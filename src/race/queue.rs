//! Submission queue between the searcher workers and the round controller.
//!
//! The queue has no lock of its own: it lives inside the round state guarded
//! by [`SharedRoundState`]'s mutex, so queue mutations and round transitions are serialized by the same mutex. That is what lets `enqueue`
//! refuse a candidate whose round is already over instead of letting it leak
//! into the next round.

use std::sync::{Arc, PoisonError};
use std::time::Instant;

use super::state::SharedRoundState;
use super::types::Candidate;

/// Result of handing a candidate to the queue
#[derive(Debug, Clone, Copy, PartialEq, Eq)]
pub enum Submission {
    /// Appended; `ticket` is the candidate's position in global submission order
    Accepted { ticket: u64 },
    /// The candidate's round is no longer open; it was dropped
    Stale,
}

impl Submission {
    pub fn is_accepted(&self) -> bool {
        matches!(self, Submission::Accepted { .. })
    }
}

/// What a deadline-bounded dequeue woke up for
#[derive(Debug)]
pub enum Dequeued {
    Candidate(Candidate),
    Deadline,
    Shutdown,
}

/// Many-producer, single-consumer FIFO of [`Candidate`]s.
#[derive(Clone)]
pub struct SubmissionQueue {
    shared: Arc<SharedRoundState>,
}

impl SubmissionQueue {
    pub fn new(shared: Arc<SharedRoundState>) -> Self {
        Self { shared }
    }

    /// Append a candidate. O(1); only waits for the mutex, never for the consumer.
    pub fn enqueue(&self, candidate: Candidate) -> Submission {
        let mut state = self.shared.lock();
        if state.open_round_id() != Some(candidate.round_id) {
            return Submission::Stale;
        }

        let ticket = state.next_ticket;
        state.next_ticket += 1;
        state.queue.push_back(candidate);
        self.shared.submitted.notify_one();
        Submission::Accepted { ticket }
    }

    /// Block until a candidate is available.
    ///
    /// Returns `None` once the race is cancelled.
    pub fn dequeue(&self) -> Option<Candidate> {
        let mut state = self.shared.lock();
        loop {
            if state.shutdown {
                return None;
            }
            if let Some(candidate) = state.queue.pop_front() {
                return Some(candidate);
            }
            state = self
                .shared
                .submitted
                .wait(state)
                .unwrap_or_else(PoisonError::into_inner);
        }
    }

    /// Block until a candidate is available or `deadline` passes.
    ///
    /// Once the deadline has passed nothing more is handed out, even if
    /// candidates are pending.
    pub fn dequeue_until(&self, deadline: Instant) -> Dequeued {
        let mut state = self.shared.lock();
        loop {
            if state.shutdown {
                return Dequeued::Shutdown;
            }

            let now = Instant::now();
            if now >= deadline {
                return Dequeued::Deadline;
            }
            if let Some(candidate) = state.queue.pop_front() {
                return Dequeued::Candidate(candidate);
            }
            // Spurious wakeups and timeouts both fall through to the re-check.
            state = self
                .shared
                .submitted
                .wait_timeout(state, deadline - now)
                .unwrap_or_else(PoisonError::into_inner)
                .0;
        }
    }

    pub fn try_dequeue(&self) -> Option<Candidate> {
        self.shared.lock().queue.pop_front()
    }

    /// Drop every pending candidate. Returns how many were dropped.
    pub fn clear(&self) -> usize {
        let mut state = self.shared.lock();
        let dropped = state.queue.len();
        state.queue.clear();
        dropped
    }

    pub fn len(&self) -> usize {
        self.shared.lock().queue.len()
    }

    pub fn is_empty(&self) -> bool {
        self.shared.lock().queue.is_empty()
    }
}

#[cfg(test)]
mod tests {
    use super::*;
    use crate::race::types::Challenge;
    use std::thread;
    use std::time::Duration;

    fn open_round(shared: &SharedRoundState, round_id: u64) {
        shared.publish(Arc::new(Challenge {
            round_id,
            ciphertext: vec![0; 8],
            length: 8,
            started_at: Instant::now(),
        }));
    }

    fn candidate(round_id: u64, worker_id: usize, iteration_count: u64) -> Candidate {
        Candidate {
            round_id,
            worker_id,
            guessed_plaintext: b"guessed!".to_vec(),
            guessed_key: vec![worker_id as u8],
            iteration_count,
        }
    }

    fn setup() -> (Arc<SharedRoundState>, SubmissionQueue) {
        let shared = Arc::new(SharedRoundState::new());
        let queue = SubmissionQueue::new(Arc::clone(&shared));
        (shared, queue)
    }

    #[test]
    fn test_fifo_single_producer() {
        let (shared, queue) = setup();
        open_round(&shared, 1);

        for i in 0..5 {
            assert!(queue.enqueue(candidate(1, 0, i)).is_accepted());
        }
        assert_eq!(queue.len(), 5);

        let order: Vec<u64> = (0..5)
            .map(|_| queue.try_dequeue().unwrap().iteration_count)
            .collect();
        assert_eq!(order, vec![0, 1, 2, 3, 4]);
        assert!(queue.is_empty());
    }

    #[test]
    fn test_fifo_across_concurrent_producers() {
        let (shared, queue) = setup();
        open_round(&shared, 1);

        let producers: Vec<_> = (0..4)
            .map(|worker_id| {
                let queue = queue.clone();
                thread::spawn(move || {
                    let mut tickets = Vec::new();
                    for i in 0..250 {
                        match queue.enqueue(candidate(1, worker_id, i)) {
                            Submission::Accepted { ticket } => tickets.push((ticket, worker_id, i)),
                            Submission::Stale => panic!("round 1 is open"),
                        }
                    }
                    tickets
                })
            })
            .collect();

        let mut submitted: Vec<(u64, usize, u64)> = producers
            .into_iter()
            .flat_map(|p| p.join().unwrap())
            .collect();
        submitted.sort_by_key(|(ticket, _, _)| *ticket);

        let dequeued: Vec<(usize, u64)> = std::iter::from_fn(|| queue.try_dequeue())
            .map(|c| (c.worker_id, c.iteration_count))
            .collect();
        let expected: Vec<(usize, u64)> = submitted.iter().map(|(_, w, i)| (*w, *i)).collect();
        assert_eq!(dequeued, expected);
    }

    #[test]
    fn test_enqueue_rejects_stale_round() {
        let (shared, queue) = setup();
        assert_eq!(queue.enqueue(candidate(1, 0, 0)), Submission::Stale);

        open_round(&shared, 1);
        open_round(&shared, 2);
        assert_eq!(queue.enqueue(candidate(1, 0, 0)), Submission::Stale);
        assert!(queue.enqueue(candidate(2, 0, 0)).is_accepted());

        shared.close(2);
        assert_eq!(queue.enqueue(candidate(2, 0, 1)), Submission::Stale);
        assert!(queue.is_empty());
    }

    #[test]
    fn test_dequeue_blocks_until_enqueue() {
        let (shared, queue) = setup();
        open_round(&shared, 1);

        let consumer = {
            let queue = queue.clone();
            thread::spawn(move || queue.dequeue())
        };

        thread::sleep(Duration::from_millis(50));
        queue.enqueue(candidate(1, 3, 42));

        let received = consumer.join().unwrap().unwrap();
        assert_eq!(received.worker_id, 3);
        assert_eq!(received.iteration_count, 42);
    }

    #[test]
    fn test_dequeue_until_deadline() {
        let (shared, queue) = setup();
        open_round(&shared, 1);

        let start = Instant::now();
        let deadline = start + Duration::from_millis(60);
        assert!(matches!(queue.dequeue_until(deadline), Dequeued::Deadline));
        assert!(Instant::now() >= deadline);
    }

    #[test]
    fn test_expired_deadline_hands_out_nothing() {
        let (shared, queue) = setup();
        open_round(&shared, 1);
        queue.enqueue(candidate(1, 0, 0));

        assert!(matches!(queue.dequeue_until(Instant::now()), Dequeued::Deadline));
        assert_eq!(queue.len(), 1);
    }

    #[test]
    fn test_dequeue_returns_none_on_shutdown() {
        let (shared, queue) = setup();
        let consumer = {
            let queue = queue.clone();
            thread::spawn(move || queue.dequeue())
        };

        thread::sleep(Duration::from_millis(50));
        shared.shutdown();
        assert!(consumer.join().unwrap().is_none());
        assert!(matches!(
            queue.dequeue_until(Instant::now() + Duration::from_secs(5)),
            Dequeued::Shutdown
        ));
    }

    #[test]
    fn test_clear_drops_pending() {
        let (shared, queue) = setup();
        open_round(&shared, 1);
        queue.enqueue(candidate(1, 0, 0));
        queue.enqueue(candidate(1, 1, 0));

        assert_eq!(queue.clear(), 2);
        assert!(queue.is_empty());
        assert!(queue.try_dequeue().is_none());
    }

    #[test]
    fn test_clear_on_empty_queue_is_noop() {
        let (shared, queue) = setup();
        open_round(&shared, 1);

        assert_eq!(queue.clear(), 0);
        assert_eq!(queue.clear(), 0);
        assert!(queue.is_empty());
        assert!(shared.is_live(1));
        assert!(queue.enqueue(candidate(1, 0, 0)).is_accepted());
    }
}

* [Instructions for the task]:
Output, please, only the lines running from the start of the entries through the line that contains "mutex, so queue", including both of those lines.

* [Exercise result]:
filename src/race/queue.rs
//! Submission queue between the searcher workers and the round controller.
//!
//! The queue has no lock of its own: it lives inside the round state guarded
//! by [`SharedRoundState`]'s mutex, so queue mutations and round transitions are serialized by the same mutex. That is what lets `enqueue`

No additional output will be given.